Time Is a Flat Circle: Clocks, Ordering, and Logical Time
Here is a thing that should disturb you: no two computers in a distributed system share the same clock.
They have their own clocks, which are continuously drifting relative to each other and relative to real time. They synchronize against NTP servers periodically, but synchronization is imperfect, and between synchronizations they drift. By milliseconds, usually. Sometimes by more.
This means “the timestamp on this event” is not a fact about when the event happened — it’s a fact about what the clock on that particular machine said at that particular moment. And those clocks disagree.
This is a problem because ordering matters. “Last write wins” only works if you can reliably say which write was last. “This event happened before that event” is only meaningful if you can actually determine the order.
In a single-process system, ordering is free — the program counter gives you a total order of all operations. In a distributed system, ordering is something you have to build.
The Clock Problem
Clock drift
Quartz oscillators — the hardware basis of computer clocks — are accurate to roughly 1 part per million. This sounds precise. It means a clock drifts about 86 milliseconds per day. Over a week without resynchronization, two clocks on separate machines could diverge by over half a second.
NTP (Network Time Protocol) corrects this by synchronizing clocks against a hierarchy of reference servers. NTP can get clocks to within a few milliseconds on a local network, and within tens of milliseconds over the internet.
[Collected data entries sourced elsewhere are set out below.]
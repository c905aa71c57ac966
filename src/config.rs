//! Deployment configuration.
//!
//! Loaded from a TOML file. Secrets never live in the file: the password is
//! read from the environment variable the file names, and the `Debug` output
//! redacts it.

use crate::error::{Result, SyncError};
use crate::scan::ChecksumKind;
use serde::Deserialize;
use std::fmt;
use std::path::{Path, PathBuf};
use std::time::Duration;

pub const DEFAULT_CONFIG_FILE: &str = "hashsync.toml";

#[derive(Debug, Clone, Deserialize)]
#[serde(deny_unknown_fields)]
pub struct DeployConfig {
    pub remote: RemoteConfig,
    pub deploy: Option<DeploySection>,
    pub cleanup: Option<CleanupSection>,
}

#[derive(Clone, Deserialize)]
#[serde(deny_unknown_fields)]
pub struct RemoteConfig {
    pub host: String,
    #[serde(default = "default_port")]
    pub port: u16,
    #[serde(default)]
    pub user: Option<String>,
    /// Name of the environment variable holding the password
    #[serde(default)]
    pub password_env: Option<String>,
    #[serde(default)]
    pub identity_file: Option<PathBuf>,
    #[serde(default = "default_timeout_secs")]
    pub timeout_secs: u64,
    /// Resolved from `password_env` by `load`, never deserialized
    #[serde(skip)]
    pub password: Option<String>,
}

#[derive(Debug, Clone, Deserialize)]
#[serde(deny_unknown_fields)]
pub struct DeploySection {
    pub local_root: PathBuf,
    pub remote_root: String,
    #[serde(default)]
    pub checksum: ChecksumKind,
    #[serde(default = "default_upload_delay_ms")]
    pub upload_delay_ms: u64,
}

#[derive(Debug, Clone, Deserialize)]
#[serde(deny_unknown_fields)]
pub struct CleanupSection {
    pub remote_root: String,
    #[serde(default)]
    pub preserve: Vec<String>,
}

fn default_port() -> u16 {
    22
}

fn default_timeout_secs() -> u64 {
    30
}

fn default_upload_delay_ms() -> u64 {
    10
}

impl fmt::Debug for RemoteConfig {
    fn fmt(&self, f: &mut fmt::Formatter<'_>) -> fmt::Result {
        f.debug_struct("RemoteConfig")
            .field("host", &self.host)
            .field("port", &self.port)
            .field("user", &self.user)
            .field("password_env", &self.password_env)
            .field("identity_file", &self.identity_file)
            .field("timeout_secs", &self.timeout_secs)
            .field("password", &self.password.as_ref().map(|_| "<redacted>"))
            .finish()
    }
}

impl RemoteConfig {
    /// Fill `password` from the environment variable named by `password_env`.
    pub fn resolve_password_from_env(&mut self) -> Result<()> {
        self.resolve_password(|name| std::env::var(name).ok())
    }

    fn resolve_password<F>(&mut self, lookup: F) -> Result<()>
    where
        F: Fn(&str) -> Option<String>,
    {
        if let Some(name) = &self.password_env {
            let password = lookup(name).ok_or_else(|| {
                SyncError::Config(format!("Environment variable {} is not set", name))
            })?;
            self.password = Some(password);
        }
        Ok(())
    }

    pub fn timeout(&self) -> Duration {
        Duration::from_secs(self.timeout_secs)
    }

    /// Identity file with a leading `~` expanded to the home directory.
    pub fn identity_path(&self) -> Option<PathBuf> {
        self.identity_file.as_deref().map(expand_tilde)
    }
}

impl DeploySection {
    pub fn upload_delay(&self) -> Duration {
        Duration::from_millis(self.upload_delay_ms)
    }
}

impl DeployConfig {
    /// Read, parse and validate a config file. The password is resolved
    /// separately, only when an SSH connection is actually made.
    pub fn load(path: &Path) -> Result<Self> {
        let text = std::fs::read_to_string(path).map_err(|e| {
            SyncError::Config(format!("Cannot read {}: {}", path.display(), e))
        })?;
        Self::parse(&text)
    }

    pub fn parse(text: &str) -> Result<Self> {
        let config: DeployConfig = toml::from_str(text)?;
        config.validate()?;
        Ok(config)
    }

    fn validate(&self) -> Result<()> {
        if self.remote.host.trim().is_empty() {
            return Err(SyncError::Config("remote.host must not be empty".into()));
        }
        if self.remote.timeout_secs == 0 {
            return Err(SyncError::Config("remote.timeout_secs must be positive".into()));
        }
        if let Some(deploy) = &self.deploy {
            if deploy.remote_root.trim().is_empty() {
                return Err(SyncError::Config("deploy.remote_root must not be empty".into()));
            }
            if deploy.local_root.as_os_str().is_empty() {
                return Err(SyncError::Config("deploy.local_root must not be empty".into()));
            }
        }
        if let Some(cleanup) = &self.cleanup {
            if cleanup.remote_root.trim().is_empty() {
                return Err(SyncError::Config("cleanup.remote_root must not be empty".into()));
            }
            if let Some(bad) = cleanup.preserve.iter().find(|n| n.contains('/')) {
                return Err(SyncError::Config(format!(
                    "cleanup.preserve entries are top-level names, got {}",
                    bad
                )));
            }
        }
        Ok(())
    }

    pub fn deploy_section(&self) -> Result<&DeploySection> {
        self.deploy
            .as_ref()
            .ok_or_else(|| SyncError::Config("missing [deploy] section".into()))
    }

    pub fn cleanup_section(&self) -> Result<&CleanupSection> {
        self.cleanup
            .as_ref()
            .ok_or_else(|| SyncError::Config("missing [cleanup] section".into()))
    }
}

/// Expand tilde (~) in paths to the user's home directory.
fn expand_tilde(path: &Path) -> PathBuf {
    let path_str = path.to_string_lossy();

    if path_str == "~" {
        dirs::home_dir().unwrap_or_else(|| PathBuf::from("."))
    } else if let Some(rest) = path_str.strip_prefix("~/") {
        match dirs::home_dir() {
            Some(home) => home.join(rest),
            None => path.to_path_buf(),
        }
    } else {
        path.to_path_buf()
    }
}
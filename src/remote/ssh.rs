//! SSH/SFTP collaborator built on libssh2.
//!
//! libssh2 calls block, so each operation runs on the blocking pool with the
//! session behind a mutex. One session carries both the SFTP subsystem and
//! the exec channels.

use super::{CommandOutput, RemoteFs, RemoteStat};
use crate::config::RemoteConfig;
use crate::error::{Result, SyncError};
use async_trait::async_trait;
use ssh2::{ErrorCode, ExtendedData, Session, Sftp};
use std::io::Read;
use std::net::TcpStream;
use std::path::{Path, PathBuf};
use std::sync::{Arc, Mutex};

/// LIBSSH2_FX_NO_SUCH_FILE
const SFTP_NO_SUCH_FILE: i32 = 2;

/// Directory mode for created directories
const DIR_MODE: i32 = 0o755;

struct SshInner {
    session: Session,
    sftp: Sftp,
}

pub struct SshRemote {
    inner: Arc<Mutex<SshInner>>,
    host: String,
}

/// Session-level failures (timeouts, dropped connections) end the session;
/// SFTP status codes only concern the path at hand.
fn map_ssh_error(path: &str, err: ssh2::Error) -> SyncError {
    match err.code() {
        ErrorCode::Session(_) => SyncError::Transport(err.to_string()),
        ErrorCode::SFTP(_) => SyncError::remote(path, err),
    }
}

fn is_not_found(err: &ssh2::Error) -> bool {
    matches!(err.code(), ErrorCode::SFTP(SFTP_NO_SUCH_FILE))
}

impl SshRemote {
    /// Connect, authenticate and open the SFTP subsystem.
    ///
    /// Authentication tries, in order: password (if configured), identity
    /// file (if configured), then the SSH agent.
    pub async fn connect(config: &RemoteConfig) -> Result<Self> {
        let config = config.clone();
        let host = config.host.clone();

        let inner = tokio::task::spawn_blocking(move || Self::connect_blocking(&config))
            .await
            .map_err(|e| SyncError::Transport(format!("SSH connect task failed: {}", e)))??;

        Ok(Self {
            inner: Arc::new(Mutex::new(inner)),
            host,
        })
    }

    fn connect_blocking(config: &RemoteConfig) -> Result<SshInner> {
        let transport = |e: ssh2::Error| SyncError::Transport(e.to_string());

        let tcp = TcpStream::connect((config.host.as_str(), config.port)).map_err(|e| {
            SyncError::Transport(format!(
                "TCP connection to {}:{} failed: {}",
                config.host, config.port, e
            ))
        })?;

        let mut session = Session::new().map_err(transport)?;
        session.set_tcp_stream(tcp);
        session.set_timeout(config.timeout().as_millis().min(u32::MAX as u128) as u32);
        session.handshake().map_err(transport)?;

        let user = config.user.clone().unwrap_or_else(whoami::username);
        let mut auth_errors: Vec<String> = Vec::new();

        if let Some(password) = &config.password {
            if let Err(e) = session.userauth_password(&user, password) {
                auth_errors.push(format!("password: {}", e));
            }
        }
        if !session.authenticated() {
            if let Some(key) = config.identity_path() {
                if let Err(e) = session.userauth_pubkey_file(&user, None, &key, None) {
                    auth_errors.push(format!("key {}: {}", key.display(), e));
                }
            }
        }
        if !session.authenticated() {
            if let Err(e) = session.userauth_agent(&user) {
                auth_errors.push(format!("agent: {}", e));
            }
        }
        if !session.authenticated() {
            return Err(SyncError::Transport(format!(
                "SSH authentication failed for {}@{}: {}",
                user,
                config.host,
                auth_errors.join("; ")
            )));
        }

        let sftp = session.sftp().map_err(transport)?;
        tracing::debug!("SSH session established to {}:{}", config.host, config.port);

        Ok(SshInner { session, sftp })
    }

    async fn blocking<T, F>(&self, f: F) -> Result<T>
    where
        F: FnOnce(&SshInner) -> Result<T> + Send + 'static,
        T: Send + 'static,
    {
        let inner = Arc::clone(&self.inner);
        tokio::task::spawn_blocking(move || {
            let guard = inner
                .lock()
                .map_err(|_| SyncError::Transport("SSH session lock poisoned".into()))?;
            f(&guard)
        })
        .await
        .map_err(|e| SyncError::Transport(format!("SSH task failed: {}", e)))?
    }

    /// Politely end the session.
    pub async fn close(self) -> Result<()> {
        let host = self.host.clone();
        self.blocking(|inner| {
            inner
                .session
                .disconnect(None, "deploy finished", None)
                .map_err(|e| SyncError::Transport(e.to_string()))
        })
        .await?;
        tracing::debug!("SSH session to {} closed", host);
        Ok(())
    }
}

#[async_trait]
impl RemoteFs for SshRemote {
    async fn exec(&self, command: &str) -> Result<CommandOutput> {
        let command = command.to_string();
        self.blocking(move |inner| {
            let transport = |e: ssh2::Error| SyncError::Transport(e.to_string());

            let mut channel = inner.session.channel_session().map_err(transport)?;
            // Unread stderr would fill the channel window and stall the command
            channel
                .handle_extended_data(ExtendedData::Ignore)
                .map_err(transport)?;
            channel.exec(&command).map_err(transport)?;

            // Remote file names need not be UTF-8
            let mut stdout = Vec::new();
            channel
                .read_to_end(&mut stdout)
                .map_err(|e| SyncError::Transport(format!("Reading command output: {}", e)))?;
            channel.wait_close().map_err(transport)?;
            let exit_status = channel.exit_status().map_err(transport)?;

            Ok(CommandOutput::from_bytes(&stdout, exit_status))
        })
        .await
    }

    async fn stat(&self, path: &str) -> Result<Option<RemoteStat>> {
        let path = path.to_string();
        self.blocking(move |inner| match inner.sftp.lstat(Path::new(&path)) {
            Ok(stat) => Ok(Some(RemoteStat {
                is_dir: stat.is_dir(),
                size: stat.size.unwrap_or(0),
            })),
            Err(e) if is_not_found(&e) => Ok(None),
            Err(e) => Err(map_ssh_error(&path, e)),
        })
        .await
    }

    async fn list_children(&self, path: &str) -> Result<Vec<String>> {
        let path = path.to_string();
        self.blocking(move |inner| {
            let entries = inner
                .sftp
                .readdir(Path::new(&path))
                .map_err(|e| map_ssh_error(&path, e))?;

            let mut names: Vec<String> = entries
                .into_iter()
                .filter_map(|(p, _)| p.file_name().map(|n| n.to_string_lossy().into_owned()))
                .filter(|n| n != "." && n != "..")
                .collect();
            names.sort();
            Ok(names)
        })
        .await
    }

    async fn mkdir(&self, path: &str) -> Result<()> {
        let path = path.to_string();
        self.blocking(move |inner| {
            inner
                .sftp
                .mkdir(Path::new(&path), DIR_MODE)
                .map_err(|e| map_ssh_error(&path, e))
        })
        .await
    }

    async fn remove_file(&self, path: &str) -> Result<()> {
        let path = path.to_string();
        self.blocking(move |inner| {
            inner
                .sftp
                .unlink(Path::new(&path))
                .map_err(|e| map_ssh_error(&path, e))
        })
        .await
    }

    async fn remove_dir(&self, path: &str) -> Result<()> {
        let path = path.to_string();
        self.blocking(move |inner| {
            inner
                .sftp
                .rmdir(Path::new(&path))
                .map_err(|e| map_ssh_error(&path, e))
        })
        .await
    }

    async fn upload_file(&self, local: &Path, remote: &str) -> Result<u64> {
        let local: PathBuf = local.to_path_buf();
        let remote = remote.to_string();
        self.blocking(move |inner| {
            let mut source = std::fs::File::open(&local)?;
            let mut target = inner
                .sftp
                .create(Path::new(&remote))
                .map_err(|e| map_ssh_error(&remote, e))?;
            std::io::copy(&mut source, &mut target).map_err(|e| SyncError::remote(&remote, e))
        })
        .await
    }
}
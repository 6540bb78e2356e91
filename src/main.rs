mod auth;
mod error;
mod routes;

use clap::Parser;
use tracing_subscriber::{layer::SubscriberExt, util::SubscriberInitExt};

#[derive(Parser, Debug)]
#[command(name = "apikey-gate", about = "ApiKey-authenticated HTTP server")]
struct Config {
    /// Address to listen on
    #[arg(long, env = "LISTEN_ADDR", default_value = "127.0.0.1:8184")]
    listen_addr: String,
}

#[tokio::main]
async fn main() -> anyhow::Result<()> {
    tracing_subscriber::registry()
        .with(
            tracing_subscriber::EnvFilter::try_from_default_env()
                .unwrap_or_else(|_| "apikey_gate=info,tower_http=info".into()),
        )
        .with(tracing_subscriber::fmt::layer())
        .init();

    let config = Config::parse();

    tracing::info!(listen = %config.listen_addr, "Starting apikey-gate server");

    let app = routes::router();

    let listener = tokio::net::TcpListener::bind(&config.listen_addr).await?;
    tracing::info!("Listening on {}", config.listen_addr);

    axum::serve(listener, app).await?;

    Ok(())
}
A few milliseconds is not zero. And NTP can fail, be slow, or be skewed.
The leap second problem
Once or twice a year, a leap second is added to UTC to account for the Earth’s variable rotation. Every computer that knows about this gets a correction. Some computers don’t. Some handle it by “smearing” the second across hours (Google’s solution). Some insert it literally (causing 23:59:60 to appear in logs). Some crash because they assumed time is monotonically increasing.
The 2012 leap second caused massive failures across the internet, including Reddit, LinkedIn, and various Java applications. The root cause: code that assumed the wall clock never goes backwards.
NTP clock jumps
When NTP corrects a clock that’s drifted forward, it can set the clock backwards. Code that takes a timestamp at the start of an operation and a timestamp at the end can observe a negative elapsed time.
Robust code uses a monotonic clock for measuring elapsed time (which never goes backwards) and the wall clock only for human-readable timestamps. Many languages expose both:
# Wall clock — suitable for timestamps, not duration measurement
import time
wall = time.time() # Can go backwards after NTP correction
# Monotonic clock — suitable for measuring elapsed time
import time
mono = time.monotonic() # Never goes backwards
The Ordering Problem
The fundamental issue: without shared clocks, you can’t reliably order events across machines using timestamps.
Consider this scenario:
Machine A (clock: 10:00:00.000): Write X=1
Machine B (clock: 09:59:59.998): Write X=2
Machine B’s clock is 2ms behind. Both writes are “simultaneous” in real time, but if you order by timestamp, Machine A’s write appears to come last. If you’re using “last write wins,” Machine A’s value persists — even though B wrote later by real-world time.
Now consider the even worse case: you need to audit a system and determine whether Event A caused Event B. “Event A happened at 10:00:00.001 on Server 1 and Event B happened at 10:00:00.003 on Server 2” doesn’t tell you if A caused B — not with clocks that can be off by 50ms.
Lamport Clocks: Logical Time
In 1978, Leslie Lamport published “Time, Clocks, and the Ordering of Events in a Distributed System” — one of the most cited papers in computer science. In it, he proposed logical clocks: a way to order events based on causality rather than physical time.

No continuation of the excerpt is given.